It is possible to use the Stanza library to pre-tokenize and split the text into sentences. This process is not perfect (it tends to overfragment the text if it has too many rare characters) and takes some extra amount of time and memory resources. If `nlp_pipeline = None` then a naive tokenization is done by splitting with spaces and stripping punctuation characters from the text.

In [3]:
%pip install stanza==1.7.0

Note: you may need to restart the kernel to use updated packages.


In [4]:
nlp_pipeline = None

# import stanza
# stanza.download('nl')
# nlp_pipeline = stanza.Pipeline("nl", processors='tokenize')

## Load Data

The data needs to be downloaded and provided in the path configured in the next cell.
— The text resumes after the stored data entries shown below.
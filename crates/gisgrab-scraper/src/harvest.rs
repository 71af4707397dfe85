//! Scroll-driven harvesting of detail-page links from the virtualized
//! result list.
//!
//! The list renders only a window of cards at a time, so completion cannot
//! be detected by a fixed count. Instead the loop scrolls the panel to its
//! maximum extent, pauses for lazy content, and watches the candidate-link
//! count: after `stable_cycles` consecutive cycles without growth the list
//! is treated as fully loaded. A single stalled batch load is
//! indistinguishable from "no more data" for one cycle, which is exactly
//! what the debounce absorbs.

use std::collections::BTreeSet;
use std::thread;
use std::time::Duration;

use gisgrab_core::AppConfig;

use crate::error::ScrapeError;

/// Browser-side view of the search result list.
///
/// [`crate::BrowserSession`] implements this over a live tab; tests drive
/// the harvest loop with scripted fakes.
pub trait SearchPage {
    /// Bounded wait for the first result card to become visible.
    fn wait_for_list(&mut self, timeout: Duration) -> Result<(), ScrapeError>;

    /// Bounded wait for the scrollable list panel to be present.
    fn wait_for_panel(&mut self, timeout: Duration) -> Result<(), ScrapeError>;

    /// Number of candidate link elements currently in the DOM.
    fn candidate_count(&mut self) -> Result<usize, ScrapeError>;

    /// Command the panel to scroll to its maximum extent.
    fn scroll_to_bottom(&mut self) -> Result<(), ScrapeError>;

    /// `href` values of every candidate link currently in the DOM.
    fn candidate_links(&mut self) -> Result<Vec<String>, ScrapeError>;
}

/// Scrolls the result list to exhaustion and returns the deduplicated,
/// lexicographically sorted detail-page URLs.
///
/// Failure to confirm the list or locate the panel is terminal for this
/// stage, not for the run: the failure is logged and an empty set is
/// returned, which the pipeline treats as "nothing to collect".
pub fn harvest(page: &mut impl SearchPage, config: &AppConfig) -> Vec<String> {
    match try_harvest(page, config) {
        Ok(urls) => urls,
        Err(err) => {
            tracing::warn!(error = %err, "harvest failed; treating as empty result");
            Vec::new()
        }
    }
}

fn try_harvest(page: &mut impl SearchPage, config: &AppConfig) -> Result<Vec<String>, ScrapeError> {
    page.wait_for_list(config.list_wait)?;
    page.wait_for_panel(config.panel_wait)?;

    let mut last_count = 0usize;
    let mut stable = 0u32;
    while stable < config.stable_cycles {
        let current = page.candidate_count()?;
        if current > last_count {
            stable = 0;
        } else {
            stable += 1;
            tracing::debug!(count = current, stable, "no new links this cycle");
        }
        last_count = current;

        page.scroll_to_bottom()?;
        thread::sleep(config.scroll_settle);
    }
    tracing::info!(count = last_count, "finished scrolling result list");

    let unique: BTreeSet<String> = page
        .candidate_links()?
        .into_iter()
        .filter(|href| !href.is_empty())
        .collect();

    if unique.is_empty() {
        tracing::warn!("no detail-page links found after scrolling");
    }
    Ok(unique.into_iter().collect())
}

#[cfg(test)]
#[path = "harvest_test.rs"]
mod tests;
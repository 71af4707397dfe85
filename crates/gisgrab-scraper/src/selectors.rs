//! CSS selectors for the 2GIS web application.
//!
//! 2GIS ships obfuscated, build-generated class names (`_1rkbbi0` and
//! friends) that churn across frontend releases. Where the markup carries a
//! `data-testid` role marker we prefer it; class-pattern selectors are the
//! fallback for fields with no stable marker. Everything brittle about the
//! target site is concentrated here.

/// The scrollable result-list container on the search page.
pub const SCROLL_PANEL: &str = r#"div[class*="_1rkbbi0"]"#;

/// A result card's link to its detail page.
pub const CARD_LINK: &str = r#"a[href*="/firm/"]"#;

/// Primary heading of a detail page. Its visibility is the page-ready signal.
pub const DETAIL_HEADER: &str = "h1";

pub const ADDRESS_LINK: &str = r#"a[data-testid="address-link"]"#;

pub const WEBSITE_LINK: &str = r#"a[data-testid="website-link"]"#;

/// On-page label text for the website row. Russian because 2GIS renders its
/// chrome in Russian; the fallback walks from this label to the sibling
/// container holding the actual link.
pub const WEBSITE_LABEL_TEXT: &str = "Веб-сайт";

/// Class prefix of the label element in a contact row.
pub const WEBSITE_LABEL_CLASS_PREFIX: &str = "_13eh3hv";

/// Class prefix of the contact-row container enclosing a label and its link.
pub const CONTACT_ROW_CLASS_PREFIX: &str = "_b0ke8";

/// The phone contact marker. This is a larger interactive region; the
/// formatted number lives in a nested element ([`PHONE_NUMBER`]).
pub const PHONE_LINK: &str = r#"a[data-testid="contacts-phone-link"]"#;

pub const PHONE_NUMBER: &str = r#"b[class*="_20m50x1"]"#;

/// Rating block. No `data-testid` exists for ratings, so a class pattern is
/// the only handle.
pub const RATING_CONTAINER: &str = r#"div[class*="_1az2g0c"]"#;

pub const RATING_VALUE: &str = r#"div[class*="_y10azs"]"#;

pub const RATING_COUNT: &str = r#"div[class*="_jspzdm"]"#;

/// Opening-hours status text, e.g. "Круглосуточно" or "Закрыто до завтра".
pub const HOURS_STATUS: &str = r#"div[class*="_d9xlex"]"#;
NOTE: You have to manually adapt the `DATA_DIR` below.

In [5]:
%autoreload now

import operator
from functools import reduce
from pathlib import Path
from tqdm import tqdm
from tempo_embeddings.text.corpus import Corpus

In [17]:
WINDOW_SIZE = 300 # Size of passages in characters
USE_FULL_SENTENCES = False # For now, this parameter overrides the window size. Instead of splitting arbitrarily the passages in WINDO_SIZE chunks, each Sentence will be a Passage

RANDOM_SAMPLE_ANP = 200
RANDOM_SAMPLE_STATEN_GENERAAL = 200

STATEN_GENERAAL_BLACKLIST = ["1987"]

FILTER_TERMS = ["duurzaam"]  # Search term(s) for filtering the corpus. If empty, it will only create Passages for the pieces of text that match the FILTER_TERMS
FILTER_TERMS = open("sustainability-filter-words.txt").read().split("\n")
FILTER_TERMS

['milieuproblemen',
 'Milieunormen',
 'Milieubeweging ',
 'Milieu-aspecten',
 'milieueffecten',
 'Milieumaatregelen',
 'Milieuvriendelijk ',
 'Milieubeleid',
 'milieuoogpunt',
 'koolzuur',
 'koolzuurgas',
 'stikstofdioxide',
 'zwaveldioxide',
 'isolatie',
 'Rookgassen',
 'verzuring',
 'Zuinig',
 'vervuilde',
 'niet-vervuilde',
 'luchtvervuiling',
 'luchtverontreiniging',
 'energieverbruik',
 'electriciteitsverbruik',
 'energieverspilling',
 'isolatie',
 'energieverslindend',
 'heffing',
 'Broeikaseffect',
 'broeikas-effect',
 'broeikasgassen',
 'Energiebesparingsmogelijkheden',
 'CO2-uitstoot',
 'wereldklimaat']

In [7]:
## NOTE: Adapt the `DATA_DIR` below manually!
## For a shared Google Drive, create a shortcut into your own Google Drive
## See https://stackoverflow.com/questions/54351852/accessing-shared-with-me-with-colab

try:
    import google.colab
    IN_COLAB = True
except ModuleNotFoundError:
    IN_COLAB = False

LOCAL_PATHS: list[Path] = [
    Path.home() / "Documents" / "SemanticsOfSustainability" / "data" / "Joris",
    Path.home() / "SEED_DATA" / "SemanticsSustainability", # local angel
    Path("/data/volume_2/data"),  # Research Cloud
    Path("/data/storage-semantics-of-sustainability/data/"), # New Research Cloud
    Path("/home/cschnober/data/"),  # Snellius
]

if IN_COLAB:
    from google.colab import drive

    drive.mount("/content/drive")

    DATA_DIR = Path("/content/drive/MyDrive/Data/")
else:
    try:
        DATA_DIR = next(path for path in LOCAL_PATHS if path.is_dir())
    except StopIteration as e:
        raise DirectoryNotFoundError(f"Data directory not found.") from e

assert DATA_DIR.is_dir(), f"Data dir '{DATA_DIR}' not found."

### ANP

In [8]:
ANP_DIR = DATA_DIR / "ANP"
assert RANDOM_SAMPLE_ANP == 0 or ANP_DIR.is_dir(), f"{ANP_DIR} not found."

In [9]:
import random


random.seed(0)

anp_files = list(ANP_DIR.glob("ANP_????.csv.gz"))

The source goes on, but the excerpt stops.